Entries taken from a collection:
====

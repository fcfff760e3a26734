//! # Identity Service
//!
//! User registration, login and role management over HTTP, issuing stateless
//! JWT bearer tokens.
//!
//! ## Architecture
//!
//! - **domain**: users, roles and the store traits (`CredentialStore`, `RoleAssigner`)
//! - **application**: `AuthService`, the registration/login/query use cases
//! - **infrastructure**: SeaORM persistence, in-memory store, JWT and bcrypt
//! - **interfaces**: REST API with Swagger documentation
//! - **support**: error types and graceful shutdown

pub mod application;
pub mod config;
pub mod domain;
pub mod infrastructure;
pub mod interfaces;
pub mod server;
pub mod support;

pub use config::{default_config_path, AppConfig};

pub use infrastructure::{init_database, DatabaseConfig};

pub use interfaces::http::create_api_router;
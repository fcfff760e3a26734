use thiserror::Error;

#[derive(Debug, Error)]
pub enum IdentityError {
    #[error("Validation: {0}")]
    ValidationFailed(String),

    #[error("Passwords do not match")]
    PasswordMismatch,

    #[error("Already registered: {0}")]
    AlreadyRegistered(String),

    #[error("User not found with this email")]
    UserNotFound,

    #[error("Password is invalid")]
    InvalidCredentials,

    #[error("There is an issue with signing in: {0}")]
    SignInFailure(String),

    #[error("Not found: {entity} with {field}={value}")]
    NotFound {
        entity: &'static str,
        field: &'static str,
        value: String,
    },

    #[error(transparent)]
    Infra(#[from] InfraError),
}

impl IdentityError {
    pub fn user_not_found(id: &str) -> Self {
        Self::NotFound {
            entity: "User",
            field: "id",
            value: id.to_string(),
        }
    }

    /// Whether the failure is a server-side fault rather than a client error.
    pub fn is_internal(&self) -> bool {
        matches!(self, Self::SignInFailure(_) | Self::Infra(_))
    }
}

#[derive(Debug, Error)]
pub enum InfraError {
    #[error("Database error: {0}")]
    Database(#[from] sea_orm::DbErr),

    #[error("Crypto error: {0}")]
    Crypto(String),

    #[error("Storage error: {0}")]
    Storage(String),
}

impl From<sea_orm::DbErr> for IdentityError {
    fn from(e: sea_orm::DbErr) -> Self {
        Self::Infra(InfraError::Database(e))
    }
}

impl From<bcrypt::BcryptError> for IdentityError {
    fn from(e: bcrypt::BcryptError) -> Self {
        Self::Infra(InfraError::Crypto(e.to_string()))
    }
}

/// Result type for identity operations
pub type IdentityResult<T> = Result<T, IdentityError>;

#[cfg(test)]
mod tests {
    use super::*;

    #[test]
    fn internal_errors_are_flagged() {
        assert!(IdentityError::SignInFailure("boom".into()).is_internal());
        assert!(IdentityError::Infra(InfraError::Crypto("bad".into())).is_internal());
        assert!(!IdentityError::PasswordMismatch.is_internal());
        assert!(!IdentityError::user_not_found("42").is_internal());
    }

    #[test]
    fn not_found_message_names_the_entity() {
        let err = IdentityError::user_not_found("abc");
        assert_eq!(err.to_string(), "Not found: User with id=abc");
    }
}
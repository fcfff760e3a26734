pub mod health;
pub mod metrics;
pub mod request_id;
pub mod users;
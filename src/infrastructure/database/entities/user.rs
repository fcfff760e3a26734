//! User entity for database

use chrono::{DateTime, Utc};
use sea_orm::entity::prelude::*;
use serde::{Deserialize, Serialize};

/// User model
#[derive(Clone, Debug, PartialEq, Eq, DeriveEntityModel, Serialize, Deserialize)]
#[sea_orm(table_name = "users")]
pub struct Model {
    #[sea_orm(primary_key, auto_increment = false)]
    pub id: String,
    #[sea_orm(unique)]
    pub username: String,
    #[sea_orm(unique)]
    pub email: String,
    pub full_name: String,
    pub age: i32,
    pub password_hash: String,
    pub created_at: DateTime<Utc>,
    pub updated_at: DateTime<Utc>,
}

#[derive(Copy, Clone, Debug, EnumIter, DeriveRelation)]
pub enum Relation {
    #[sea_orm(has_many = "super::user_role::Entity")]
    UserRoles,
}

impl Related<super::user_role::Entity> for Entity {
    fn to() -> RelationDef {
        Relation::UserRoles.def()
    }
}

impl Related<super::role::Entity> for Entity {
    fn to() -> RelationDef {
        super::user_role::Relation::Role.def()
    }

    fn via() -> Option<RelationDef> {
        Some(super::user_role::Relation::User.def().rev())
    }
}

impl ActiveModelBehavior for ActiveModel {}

====

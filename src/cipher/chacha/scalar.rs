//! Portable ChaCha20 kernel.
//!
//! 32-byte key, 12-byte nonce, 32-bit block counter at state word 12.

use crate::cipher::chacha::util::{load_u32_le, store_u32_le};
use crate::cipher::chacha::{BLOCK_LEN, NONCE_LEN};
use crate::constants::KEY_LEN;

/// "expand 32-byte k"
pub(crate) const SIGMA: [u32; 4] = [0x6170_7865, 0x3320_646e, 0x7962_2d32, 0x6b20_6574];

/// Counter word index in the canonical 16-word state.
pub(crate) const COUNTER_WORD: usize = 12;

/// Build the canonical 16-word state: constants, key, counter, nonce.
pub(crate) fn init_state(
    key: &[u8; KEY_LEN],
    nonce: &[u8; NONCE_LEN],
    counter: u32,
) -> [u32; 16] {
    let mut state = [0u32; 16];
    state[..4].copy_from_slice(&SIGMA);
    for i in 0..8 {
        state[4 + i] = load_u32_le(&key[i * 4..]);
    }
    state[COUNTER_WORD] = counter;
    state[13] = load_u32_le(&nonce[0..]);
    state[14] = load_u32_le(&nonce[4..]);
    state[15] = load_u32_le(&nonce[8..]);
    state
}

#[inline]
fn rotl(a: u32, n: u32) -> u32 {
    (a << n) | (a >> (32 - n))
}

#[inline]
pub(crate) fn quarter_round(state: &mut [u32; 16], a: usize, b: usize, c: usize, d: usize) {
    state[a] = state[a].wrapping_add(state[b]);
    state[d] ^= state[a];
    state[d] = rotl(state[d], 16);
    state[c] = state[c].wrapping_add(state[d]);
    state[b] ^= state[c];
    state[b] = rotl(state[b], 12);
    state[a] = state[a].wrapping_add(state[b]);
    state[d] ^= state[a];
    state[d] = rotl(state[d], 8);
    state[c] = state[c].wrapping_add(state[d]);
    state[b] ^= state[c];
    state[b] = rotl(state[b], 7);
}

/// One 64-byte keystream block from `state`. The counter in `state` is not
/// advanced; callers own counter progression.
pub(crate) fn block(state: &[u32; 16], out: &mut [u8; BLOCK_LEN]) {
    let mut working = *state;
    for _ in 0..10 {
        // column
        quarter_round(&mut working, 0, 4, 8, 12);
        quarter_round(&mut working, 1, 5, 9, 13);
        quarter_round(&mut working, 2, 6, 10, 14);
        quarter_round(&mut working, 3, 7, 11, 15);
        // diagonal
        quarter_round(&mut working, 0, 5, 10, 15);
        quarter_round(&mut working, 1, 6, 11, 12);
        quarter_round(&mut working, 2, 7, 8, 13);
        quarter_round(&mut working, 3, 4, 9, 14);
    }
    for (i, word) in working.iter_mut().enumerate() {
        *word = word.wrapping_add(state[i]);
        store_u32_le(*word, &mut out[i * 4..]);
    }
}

====

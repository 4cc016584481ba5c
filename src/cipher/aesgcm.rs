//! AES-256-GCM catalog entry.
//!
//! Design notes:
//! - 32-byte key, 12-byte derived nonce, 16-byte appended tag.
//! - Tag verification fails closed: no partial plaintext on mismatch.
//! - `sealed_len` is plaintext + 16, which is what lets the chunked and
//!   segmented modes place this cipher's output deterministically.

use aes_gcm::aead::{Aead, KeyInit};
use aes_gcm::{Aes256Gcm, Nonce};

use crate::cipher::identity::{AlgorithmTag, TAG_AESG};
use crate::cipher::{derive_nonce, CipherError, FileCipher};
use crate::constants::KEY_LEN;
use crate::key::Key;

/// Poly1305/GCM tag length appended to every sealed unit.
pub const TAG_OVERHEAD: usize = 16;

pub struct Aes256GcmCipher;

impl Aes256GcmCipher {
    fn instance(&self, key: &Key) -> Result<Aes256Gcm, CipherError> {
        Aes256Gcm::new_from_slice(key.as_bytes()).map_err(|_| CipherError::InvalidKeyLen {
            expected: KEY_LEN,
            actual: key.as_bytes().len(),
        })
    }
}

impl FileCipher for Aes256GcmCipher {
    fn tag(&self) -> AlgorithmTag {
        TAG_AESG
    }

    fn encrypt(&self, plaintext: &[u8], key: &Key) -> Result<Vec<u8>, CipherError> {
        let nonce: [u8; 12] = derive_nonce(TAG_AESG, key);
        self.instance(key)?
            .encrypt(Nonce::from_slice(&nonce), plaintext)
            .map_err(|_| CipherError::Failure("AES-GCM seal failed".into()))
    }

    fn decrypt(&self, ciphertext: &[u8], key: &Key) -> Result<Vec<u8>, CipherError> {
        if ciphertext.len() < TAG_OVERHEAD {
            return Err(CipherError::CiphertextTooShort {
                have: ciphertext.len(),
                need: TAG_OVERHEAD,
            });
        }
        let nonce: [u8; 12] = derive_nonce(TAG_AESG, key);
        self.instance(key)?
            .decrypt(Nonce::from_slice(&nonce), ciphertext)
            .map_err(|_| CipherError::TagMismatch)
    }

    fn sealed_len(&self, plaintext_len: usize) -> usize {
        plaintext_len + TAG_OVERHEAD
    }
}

====

Work to complete: Show all lines from the entries that hold "DbErr".

Solution to this exercise:
    Database(#[from] sea_orm::DbErr),
impl From<sea_orm::DbErr> for IdentityError {
    fn from(e: sea_orm::DbErr) -> Self {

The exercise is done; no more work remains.